Collection: OPI 2002 Spring/Summer, South American
OPI’s punny nail polish names have gotten a little more painfully forced over the years, in my opinion, but I really did love a lot of the older names. (Don’t get me wrong: I think they still do some of the best color names in the business, but some of the new ones seem awkward or self-indulgent.)
2002’s South American collection collection introduced a few classic OPI shades, like Dulce de Leche, La Paz-itively Hot, and Señorita Rose-alita, plus a real favorite of mine, The Thrill of Brazil. But it also included one of my very favorite OPI names: Up the Amazon Without a Paddle (NL A13).
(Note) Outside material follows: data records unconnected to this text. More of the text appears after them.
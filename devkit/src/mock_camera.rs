/*!
Mock camera for developing without a physical device

Implements `FrameSource` and records every open and release so tests can
assert that streams never overlap and are closed exactly once. Frames are
pushed into whichever stream is currently open.
*/

use async_trait::async_trait;
use parking_lot::Mutex;
use std::sync::Arc;
use timeclock_scanner::camera::{Frame, FrameSource, FrameStream};
use timeclock_scanner::{CameraError, Facing};
use tokio::sync::mpsc;

#[derive(Default)]
struct CameraLedger {
    opened: Vec<Facing>,
    releases: Vec<u64>,
    open_now: usize,
    max_open: usize,
    deny: Option<CameraError>,
    next_id: u64,
    current: Option<(u64, mpsc::UnboundedSender<Option<Frame>>)>,
}

/// Mock camera that simulates a `FrameSource`
#[derive(Clone, Default)]
pub struct MockCamera {
    ledger: Arc<Mutex<CameraLedger>>,
}

impl MockCamera {
    pub fn new() -> Self {
        Self::default()
    }

    /// Make every following `open` fail (permission denied, no device...)
    pub fn deny(&self, error: CameraError) {
        self.ledger.lock().deny = Some(error);
    }

    pub fn allow(&self) {
        self.ledger.lock().deny = None;
    }

    /// Show a badge to the open stream. Returns false when no stream is open.
    pub fn show(&self, payload: &str) -> bool {
        self.push(Some(Frame::new(payload.as_bytes().to_vec())))
    }

    /// A frame with nothing decodable in it
    pub fn show_blank(&self) -> bool {
        self.push(Some(Frame::new(Vec::new())))
    }

    /// Simulate the device disappearing
    pub fn unplug(&self) -> bool {
        self.push(None)
    }

    fn push(&self, frame: Option<Frame>) -> bool {
        let ledger = self.ledger.lock();
        match &ledger.current {
            Some((_, tx)) => tx.send(frame).is_ok(),
            None => false,
        }
    }

    /// Facing of every successful open, in order
    pub fn opened(&self) -> Vec<Facing> {
        self.ledger.lock().opened.clone()
    }

    /// Stream ids in release order
    pub fn releases(&self) -> Vec<u64> {
        self.ledger.lock().releases.clone()
    }

    pub fn open_streams(&self) -> usize {
        self.ledger.lock().open_now
    }

    pub fn max_concurrent_streams(&self) -> usize {
        self.ledger.lock().max_open
    }

    pub fn is_open(&self) -> bool {
        self.ledger.lock().current.is_some()
    }

    /// Wait until a stream is open, polling like the harness does for messages
    pub async fn wait_until_open(&self, timeout_ms: u64) -> bool {
        let deadline = tokio::time::Instant::now() + std::time::Duration::from_millis(timeout_ms);
        while tokio::time::Instant::now() < deadline {
            if self.is_open() {
                return true;
            }
            tokio::time::sleep(std::time::Duration::from_millis(5)).await;
        }
        self.is_open()
    }
}

#[async_trait]
impl FrameSource for MockCamera {
    async fn open(&self, facing: Facing) -> Result<Box<dyn FrameStream>, CameraError> {
        let mut ledger = self.ledger.lock();
        if let Some(err) = ledger.deny.clone() {
            log::info!("📷 [MOCK] Refused to open {} camera: {}", facing, err);
            return Err(err);
        }

        ledger.next_id += 1;
        let id = ledger.next_id;
        let (tx, rx) = mpsc::unbounded_channel();
        ledger.current = Some((id, tx));
        ledger.opened.push(facing);
        ledger.open_now += 1;
        ledger.max_open = ledger.max_open.max(ledger.open_now);

        log::info!("📷 [MOCK] Opened {} camera (stream {})", facing, id);
        Ok(Box::new(MockStream { id, rx, ledger: self.ledger.clone() }))
    }
}

struct MockStream {
    id: u64,
    rx: mpsc::UnboundedReceiver<Option<Frame>>,
    ledger: Arc<Mutex<CameraLedger>>,
}

#[async_trait]
impl FrameStream for MockStream {
    async fn next_frame(&mut self) -> Option<Frame> {
        self.rx.recv().await.flatten()
    }

    async fn release(self: Box<Self>) {
        let mut ledger = self.ledger.lock();
        ledger.releases.push(self.id);
        ledger.open_now = ledger.open_now.saturating_sub(1);
        if matches!(&ledger.current, Some((id, _)) if *id == self.id) {
            ledger.current = None;
        }
        log::info!("📷 [MOCK] Released stream {}", self.id);
    }
}

#[cfg(test)]
mod tests {
    use super::*;

    #[tokio::test]
    async fn test_open_show_release() {
        let camera = MockCamera::new();
        assert!(!camera.show("QR-EMP-001"));

        let mut stream = camera.open(Facing::Back).await.unwrap();
        assert!(camera.show("QR-EMP-001"));
        let frame = stream.next_frame().await.unwrap();
        assert_eq!(frame.data, b"QR-EMP-001");

        stream.release().await;
        assert_eq!(camera.releases(), vec![1]);
        assert_eq!(camera.open_streams(), 0);
        assert!(!camera.is_open());
    }

    #[tokio::test]
    async fn test_denied_open() {
        let camera = MockCamera::new();
        camera.deny(CameraError::NoDevice(Facing::Front));
        assert!(camera.open(Facing::Front).await.is_err());
        camera.allow();
        assert!(camera.open(Facing::Front).await.is_ok());
        assert_eq!(camera.opened(), vec![Facing::Front]);
    }
}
The polish itself does not make it into my favorites list, however. It’s a bright peachy-coral/watermelon-pink, which would normally be something I’d be all over. The finish, however, is a frosty sort of pearlescent and kind of screams 90s.
Worst of all, though, is the sheerness of this polish. I don’t believe I would have added enough thinner to this over the years to get it to this consistency, and a quick check on MUA told me that my bottle isn’t the only sheer one.
Four coats doesn’t even give you full, even opacity. I just stopped trying, y’know? If you like this kind of pearly-frost finish, and don’t mind a sheer look, then by all means give this a try if you can find a bottle. Otherwise, let this one float on by!
OPI Nail Lacquer retails for about US$9.50 / CA$12 and is 0.5 US fl oz / 15 mL. OPI nail polishes are currently free of toluene, formaldehyde, dibutyl phthalate (DBP) and camphor. (Since this polish is pre-2007’s reformulation, it is not 3-Free.) They are made in the USA.
OPI Products Inc. was originally Odontorium Products Inc., a dental supply company. It was purchased in 1981 and soon the company’s focus switched to selling acrylics to nail salons. Nail lacquers were introduced in 1989. OPI has been owned by global beauty company Coty Inc. since 2010. The company is based in North Hollywood, CA, USA.